A pesar de la cancelación oficial, la instalación de Goliath no permanecerá ausente del evento. En lugar de ser exhibida dentro del pabellón sudafricano, que quedará vacío, Elegy se verá en la Chiesa di Sant’Antonin, un espacio cercano al lugar principal del evento. Esta muestra, programada para iniciar en mayo y que durará tres meses, destaca la complejidad de la representación artística, al reflejar tanto la ausencia de un pabellón oficial como el continuo diálogo en torno a temas de violencia racial y de género.

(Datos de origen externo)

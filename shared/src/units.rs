//! Explicit quantity types
//!
//! Egg output is counted either in trays or in single eggs, and feed is weighed
//! in kilograms but reported per egg in grams. Each unit gets its own type so a
//! tray count can never be added to an egg count by accident.

use serde::{Deserialize, Serialize};
use std::iter::Sum;
use std::ops::{Add, AddAssign};

/// Eggs in one standard tray
pub const EGGS_PER_TRAY: f64 = 30.0;

/// Grams in one kilogram
pub const GRAMS_PER_KG: f64 = 1000.0;

/// A count of single eggs
#[derive(Debug, Clone, Copy, Default, PartialEq, PartialOrd, Serialize, Deserialize)]
#[serde(transparent)]
pub struct Eggs(pub f64);

/// A count of trays (30 eggs each); fractional trays are allowed
#[derive(Debug, Clone, Copy, Default, PartialEq, PartialOrd, Serialize, Deserialize)]
#[serde(transparent)]
pub struct Trays(pub f64);

/// Feed weight in kilograms
#[derive(Debug, Clone, Copy, Default, PartialEq, PartialOrd, Serialize, Deserialize)]
#[serde(transparent)]
pub struct FeedKg(pub f64);

/// Weight in grams
#[derive(Debug, Clone, Copy, Default, PartialEq, PartialOrd, Serialize, Deserialize)]
#[serde(transparent)]
pub struct Grams(pub f64);

impl Eggs {
    pub const ZERO: Eggs = Eggs(0.0);

    pub fn value(self) -> f64 {
        self.0
    }

    pub fn to_trays(self) -> Trays {
        Trays(self.0 / EGGS_PER_TRAY)
    }
}

impl Trays {
    pub const ZERO: Trays = Trays(0.0);

    pub fn value(self) -> f64 {
        self.0
    }

    pub fn to_eggs(self) -> Eggs {
        Eggs(self.0 * EGGS_PER_TRAY)
    }
}

impl FeedKg {
    pub const ZERO: FeedKg = FeedKg(0.0);

    pub fn value(self) -> f64 {
        self.0
    }

    pub fn to_grams(self) -> Grams {
        Grams(self.0 * GRAMS_PER_KG)
    }

    /// Grams of feed per egg; zero when no eggs were laid
    pub fn grams_per_egg(self, eggs: Eggs) -> Grams {
        if eggs.0 > 0.0 {
            Grams(self.to_grams().0 / eggs.0)
        } else {
            Grams(0.0)
        }
    }
}

impl Grams {
    pub fn value(self) -> f64 {
        self.0
    }
}

/// Egg output as recorded on a log: either trays or raw eggs, never both
#[derive(Debug, Clone, Copy, PartialEq)]
pub enum EggOutput {
    Trays(Trays),
    Eggs(Eggs),
}

impl EggOutput {
    /// Pick trays when they were recorded, otherwise the raw egg count
    pub fn from_parts(trays: Option<Trays>, eggs: Option<Eggs>) -> Self {
        match (trays, eggs) {
            (Some(trays), _) => EggOutput::Trays(trays),
            (None, Some(eggs)) => EggOutput::Eggs(eggs),
            (None, None) => EggOutput::Eggs(Eggs::ZERO),
        }
    }

    pub fn eggs(self) -> Eggs {
        match self {
            EggOutput::Trays(trays) => trays.to_eggs(),
            EggOutput::Eggs(eggs) => eggs,
        }
    }

    pub fn trays(self) -> Trays {
        match self {
            EggOutput::Trays(trays) => trays,
            EggOutput::Eggs(eggs) => eggs.to_trays(),
        }
    }
}

macro_rules! impl_quantity_ops {
    ($($ty:ident),*) => {
        $(
            impl Add for $ty {
                type Output = $ty;

                fn add(self, rhs: $ty) -> $ty {
                    $ty(self.0 + rhs.0)
                }
            }

            impl AddAssign for $ty {
                fn add_assign(&mut self, rhs: $ty) {
                    self.0 += rhs.0;
                }
            }

            impl Sum for $ty {
                fn sum<I: Iterator<Item = $ty>>(iter: I) -> $ty {
                    iter.fold($ty(0.0), |acc, q| acc + q)
                }
            }
        )*
    };
}

impl_quantity_ops!(Eggs, Trays, FeedKg, Grams);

La obra en cuestión, parte de la serie Elegy, presenta un formato de video donde siete cantantes emergen de la oscuridad, sosteniendo notas prolongadas. Esta representación busca ilustrar el lento proceso del duelo, evocando no solo pérdidas en Sudáfrica, sino también la memoria de víctimas en otras geografías como Namibia y Gaza. Goliath ha defendido la integridad de su trabajo, insistiendo en que la cancelación representa un peligroso precedente para la libertad artística.
No obstante, la respuesta del gobierno sudafricano ha sido clara. Desde su perspectiva, la decisión refleja un límite respecto a lo que un pabellón nacional debe incluir al abordar conflictos geopolíticos contemporáneos. La cancelación resultó en una acción judicial fallida, donde Goliath y su curadora, Ingrid Masondo, intentaron revocar la decisión, pero su caso fue desestimado en febrero.
Así, el escenario artístico en Venecia se configura en un dualismo notable: por un lado, el vacío del pabellón sudafricano, y por otro, una obra que ha captado la atención de críticos y espectadores, convirtiéndose en el foco de discusiones sobre las implicaciones de la censura en el arte. La saga de Elegy se convierte, por lo tanto, en una manifestación de los complejos hilos que conectan el arte, la política y la cultura en un mundo cada vez más interconectado y polarizado.